We highlight from our approach that it does not depend on specific cycling ergometers or hardware (Chen et al. 2017) since it estimates the cadence based on user’s hip kinematics instead of crank angle of the ergometer likewise (Cardoso et al. 2019; Ferreira et al. 2019; Grani and Bruun-Pedersen 2017). The easiness and accessibility of the setup sets the universality of the system, yet being useful as virtual rehabilitation solution in day-care centres, rehabilitation clinics or even for home-based therapies. Also, in the near future, we plan to improve the design of the virtual scenarios to allow different uses of the tracking sensor, for example, to capture circular movements for the upper limb. Another positive aspect is that our approach is perfectly portable and simple to assemble, unlike the systems proposed by Cardoso et al. (2019), Ferreira et al. (2019) and Grani and Bruun-Pedersen (2017), which are based on the mechanical adaptation of commercial ergometers crank/pedals or custom hardware developments.

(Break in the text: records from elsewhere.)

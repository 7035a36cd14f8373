//! HTTP matcher: method, path patterns, headers, query, body predicates

use super::MatchEval;
use crate::events::RequestSnapshot;
use crate::model::{BodyPredicate, HttpMatcher};
use std::collections::HashMap;

/// Specificity weight of a path constraint
#[derive(Debug, Clone, Copy, PartialEq, Eq)]
pub enum PathKind {
    /// Literal match
    Exact,
    /// `{param}` placeholders or `*` globs
    Pattern,
    /// Trailing `**` prefix match
    Prefix,
}

impl PathKind {
    pub fn weight(self) -> u32 {
        match self {
            Self::Exact => 3,
            Self::Pattern => 2,
            Self::Prefix => 1,
        }
    }
}

/// Match a request path against a pattern.
///
/// Supported forms: literal (`/users/42`), `{param}` placeholders
/// (`/users/{id}`, captured), single-segment globs (`/users/*`), and a
/// trailing `**` that matches any remainder (`/files/**`).
pub fn match_path(pattern: &str, path: &str) -> Option<(PathKind, HashMap<String, String>)> {
    if pattern == path {
        return Some((PathKind::Exact, HashMap::new()));
    }

    let pattern_parts: Vec<&str> = pattern.trim_matches('/').split('/').collect();
    let path_parts: Vec<&str> = path.trim_matches('/').split('/').collect();

    let prefix = pattern_parts.last() == Some(&"**");
    if prefix {
        if path_parts.len() < pattern_parts.len() - 1 {
            return None;
        }
    } else if pattern_parts.len() != path_parts.len() {
        return None;
    }

    let mut params = HashMap::new();
    let mut saw_wildcard = false;
    for (pattern_part, path_part) in pattern_parts.iter().zip(path_parts.iter()) {
        if *pattern_part == "**" {
            return Some((PathKind::Prefix, params));
        }
        if let Some(name) = pattern_part.strip_prefix('{').and_then(|p| p.strip_suffix('}')) {
            params.insert(name.to_string(), (*path_part).to_string());
            saw_wildcard = true;
        } else if *pattern_part == "*" {
            saw_wildcard = true;
        } else if pattern_part != path_part {
            return None;
        }
    }
    if prefix {
        // Pattern ended with `/**` and the path had exactly the prefix
        return Some((PathKind::Prefix, params));
    }
    let kind = if saw_wildcard {
        PathKind::Pattern
    } else {
        PathKind::Exact
    };
    Some((kind, params))
}

/// Evaluate the HTTP matcher. An empty matcher matches every request with
/// score zero (lowest specificity).
pub fn eval(matcher: &HttpMatcher, snapshot: &RequestSnapshot) -> MatchEval {
    let mut eval = MatchEval::default();

    if let Some(method) = &matcher.method {
        if method.eq_ignore_ascii_case(&snapshot.method) {
            eval.pass("method", 1);
        } else {
            eval.fail(format!(
                "method expected {}, got {}",
                method, snapshot.method
            ));
        }
    }

    if let Some(pattern) = &matcher.path {
        match match_path(pattern, &snapshot.path) {
            Some((kind, params)) => {
                eval.path_params = params;
                eval.pass("path", kind.weight());
            }
            None => eval.fail(format!("path expected {}, got {}", pattern, snapshot.path)),
        }
    }

    for (name, expected) in &matcher.headers {
        match snapshot.header(name) {
            Some(_) if expected == "*" => {
                eval.pass(format!("header {name}"), 1);
            }
            Some(actual) if actual == expected => {
                eval.pass(format!("header {name}"), 2);
            }
            Some(actual) => eval.fail(format!(
                "header {name} expected {expected}, got {actual}"
            )),
            None => eval.fail(format!("header {name} expected {expected}, missing")),
        }
    }

    for (name, expected) in &matcher.query {
        match snapshot.query.get(name) {
            Some(actual) if actual == expected => {
                eval.pass(format!("query {name}"), 1);
            }
            Some(actual) => eval.fail(format!(
                "query {name} expected {expected}, got {actual}"
            )),
            None => eval.fail(format!("query {name} expected {expected}, missing")),
        }
    }

    for predicate in &matcher.body {
        eval_body_predicate(predicate, snapshot, &mut eval);
    }

    eval.finish()
}

fn eval_body_predicate(
    predicate: &BodyPredicate,
    snapshot: &RequestSnapshot,
    eval: &mut MatchEval,
) {
    match predicate {
        BodyPredicate::Contains { value } => {
            let body = snapshot.body_text().unwrap_or_default();
            if body.contains(value.as_str()) {
                eval.pass("body contains", 1);
            } else {
                eval.fail(format!("body does not contain {value:?}"));
            }
        }
        BodyPredicate::Regex { pattern } => {
            let body = snapshot.body_text().unwrap_or_default();
            match regex::Regex::new(pattern) {
                Ok(re) if re.is_match(&body) => eval.pass("body regex", 1),
                Ok(_) => eval.fail(format!("body does not match /{pattern}/")),
                Err(_) => eval.fail(format!("invalid body regex /{pattern}/")),
            }
        }
        BodyPredicate::JsonPath { path, equals } => {
            match json_path_matches(path, equals, snapshot) {
                Ok(true) => eval.pass(format!("body {path}"), 1),
                Ok(false) => eval.fail(format!("body {path} != {equals}")),
                Err(reason) => eval.fail(reason),
            }
        }
    }
}

pub(crate) fn json_path_matches(
    path: &str,
    equals: &serde_json::Value,
    snapshot: &RequestSnapshot,
) -> Result<bool, String> {
    let Some(body) = snapshot.body_json() else {
        return Err("body is not JSON".to_string());
    };
    let selector =
        jsonpath::Selector::new(path).map_err(|_| format!("invalid JSONPath {path}"))?;
    Ok(selector.find(&body).any(|v| v == equals))
}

In terms of the sense of presence and immersion of our system, no formal survey has been conducted in this technical validation to capture these user ratings. However, in future usability testing and assessment of the potential effect of this platform, it will be essential to collect users’ subjective assessments of their perception of immersion and presence. However, based on what was observed in the experimental tests, it should be mentioned that the participants were truly involved in the virtual reality as they showed their captivation during the exercises and even allowed themselves to be drawn into the environment, sometimes even causing slight variations in the maintenance of the cadence. We believe that this feedback strategy may not only be beneficial in increasing exercise adherence but also justifies the use of these technologies for this purpose. It differs from the strategies implemented in the exergames previously presented (Cardoso et al. 2019; Ferreira et al. 2019), which displayed the sensing data to the user with the purpose of enhancing their performance, but it does not necessarily have an effect on user’s engagement nor motivation. For this reason, we endorse the philosophy of proprioceptive stimulation in VR as a strategy to involve the user in the physical activity followed in some studies (Grani and Bruun-Pedersen 2017; Guo et al. 2017; Caserman et al. 2019). All in all, we have designed a virtual reality system that maps the user’s physical actions into virtual reality feedback and/or behaviour to provide consistency and verisimilitude to the virtual environment. We think this system could be potentially beneficial for increasing user engagement and motivation to use intrinsic biofeedback to influence the sense of presence within the virtual environment.

5 Conclusion

In this paper, a novel low-cost wireless standalone platform for VR-based cycling exercises is developed. This system is based on a wearable IMU sensor paired with the Oculus Quest 2 headset and a common stationary bicycle. The present development has focused on defining an optimal hip flexion motion detection algorithm for pedalling in the sagittal plane for a virtual reality environment. Further research is required to analyse more planes of movement, as the literature suggests performing a three-dimensional (3D) movement analysis instead of a two-dimensional analysis of an isolated plane. This would require to analyse the technical feasibility of increasing the computational load and how it affects the performance of the application, as the current processing of our system is fully done on an Oculus Quest 2 HMD.